### PROBLEM DETAILS
Word for word, reproduce the records that follow.

Items from a dataset
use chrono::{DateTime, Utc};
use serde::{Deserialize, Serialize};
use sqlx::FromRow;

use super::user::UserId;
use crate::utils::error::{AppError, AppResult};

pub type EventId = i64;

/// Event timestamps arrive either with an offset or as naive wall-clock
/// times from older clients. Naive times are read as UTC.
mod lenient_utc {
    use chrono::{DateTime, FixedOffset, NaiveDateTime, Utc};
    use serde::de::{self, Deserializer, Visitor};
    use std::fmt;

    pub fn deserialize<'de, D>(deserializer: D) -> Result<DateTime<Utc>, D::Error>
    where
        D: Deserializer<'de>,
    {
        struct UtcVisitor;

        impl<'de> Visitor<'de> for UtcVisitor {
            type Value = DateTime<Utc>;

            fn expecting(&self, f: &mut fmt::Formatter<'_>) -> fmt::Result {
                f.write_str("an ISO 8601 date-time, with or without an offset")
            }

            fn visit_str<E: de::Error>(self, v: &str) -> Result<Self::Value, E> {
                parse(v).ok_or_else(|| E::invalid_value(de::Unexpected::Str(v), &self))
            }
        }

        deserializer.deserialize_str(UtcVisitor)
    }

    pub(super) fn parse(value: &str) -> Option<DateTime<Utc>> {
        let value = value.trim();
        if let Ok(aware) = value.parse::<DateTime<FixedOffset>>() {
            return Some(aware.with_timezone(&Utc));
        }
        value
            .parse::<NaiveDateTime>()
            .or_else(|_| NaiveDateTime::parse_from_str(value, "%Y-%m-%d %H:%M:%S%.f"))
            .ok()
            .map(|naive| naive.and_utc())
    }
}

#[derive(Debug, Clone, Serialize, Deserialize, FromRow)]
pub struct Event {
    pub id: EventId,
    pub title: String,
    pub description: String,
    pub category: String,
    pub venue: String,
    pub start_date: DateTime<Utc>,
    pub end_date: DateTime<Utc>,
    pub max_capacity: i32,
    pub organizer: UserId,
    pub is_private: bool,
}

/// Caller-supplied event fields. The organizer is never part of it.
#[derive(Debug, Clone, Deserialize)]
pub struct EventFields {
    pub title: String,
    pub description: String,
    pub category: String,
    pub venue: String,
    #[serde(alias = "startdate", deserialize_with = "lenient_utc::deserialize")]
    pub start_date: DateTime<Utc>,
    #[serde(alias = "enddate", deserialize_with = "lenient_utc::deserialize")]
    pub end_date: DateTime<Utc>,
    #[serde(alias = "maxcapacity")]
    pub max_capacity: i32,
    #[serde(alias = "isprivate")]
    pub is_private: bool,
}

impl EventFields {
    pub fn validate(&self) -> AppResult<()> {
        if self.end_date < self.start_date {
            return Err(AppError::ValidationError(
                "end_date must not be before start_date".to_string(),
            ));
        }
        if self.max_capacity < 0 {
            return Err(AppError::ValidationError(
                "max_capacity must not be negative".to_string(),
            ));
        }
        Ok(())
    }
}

### RESPONSE TO THIS TASK
use chrono::{DateTime, Utc};
use serde::{Deserialize, Serialize};
use sqlx::FromRow;

use super::user::UserId;
use crate::utils::error::{AppError, AppResult};

pub type EventId = i64;

/// Event timestamps arrive either with an offset or as naive wall-clock
/// times from older clients. Naive times are read as UTC.
mod lenient_utc {
    use chrono::{DateTime, FixedOffset, NaiveDateTime, Utc};
    use serde::de::{self, Deserializer, Visitor};
    use std::fmt;

    pub fn deserialize<'de, D>(deserializer: D) -> Result<DateTime<Utc>, D::Error>
    where
        D: Deserializer<'de>,
    {
        struct UtcVisitor;

        impl<'de> Visitor<'de> for UtcVisitor {
            type Value = DateTime<Utc>;

            fn expecting(&self, f: &mut fmt::Formatter<'_>) -> fmt::Result {
                f.write_str("an ISO 8601 date-time, with or without an offset")
            }

            fn visit_str<E: de::Error>(self, v: &str) -> Result<Self::Value, E> {
                parse(v).ok_or_else(|| E::invalid_value(de::Unexpected::Str(v), &self))
            }
        }

        deserializer.deserialize_str(UtcVisitor)
    }

    pub(super) fn parse(value: &str) -> Option<DateTime<Utc>> {
        let value = value.trim();
        if let Ok(aware) = value.parse::<DateTime<FixedOffset>>() {
            return Some(aware.with_timezone(&Utc));
        }
        value
            .parse::<NaiveDateTime>()
            .or_else(|_| NaiveDateTime::parse_from_str(value, "%Y-%m-%d %H:%M:%S%.f"))
            .ok()
            .map(|naive| naive.and_utc())
    }
}

#[derive(Debug, Clone, Serialize, Deserialize, FromRow)]
pub struct Event {
    pub id: EventId,
    pub title: String,
    pub description: String,
    pub category: String,
    pub venue: String,
    pub start_date: DateTime<Utc>,
    pub end_date: DateTime<Utc>,
    pub max_capacity: i32,
    pub organizer: UserId,
    pub is_private: bool,
}

/// Caller-supplied event fields. The organizer is never part of it.
#[derive(Debug, Clone, Deserialize)]
pub struct EventFields {
    pub title: String,
    pub description: String,
    pub category: String,
    pub venue: String,
    #[serde(alias = "startdate", deserialize_with = "lenient_utc::deserialize")]
    pub start_date: DateTime<Utc>,
    #[serde(alias = "enddate", deserialize_with = "lenient_utc::deserialize")]
    pub end_date: DateTime<Utc>,
    #[serde(alias = "maxcapacity")]
    pub max_capacity: i32,
    #[serde(alias = "isprivate")]
    pub is_private: bool,
}

impl EventFields {
    pub fn validate(&self) -> AppResult<()> {
        if self.end_date < self.start_date {
            return Err(AppError::ValidationError(
                "end_date must not be before start_date".to_string(),
            ));
        }
        if self.max_capacity < 0 {
            return Err(AppError::ValidationError(
                "max_capacity must not be negative".to_string(),
            ));
        }
        Ok(())
    }
}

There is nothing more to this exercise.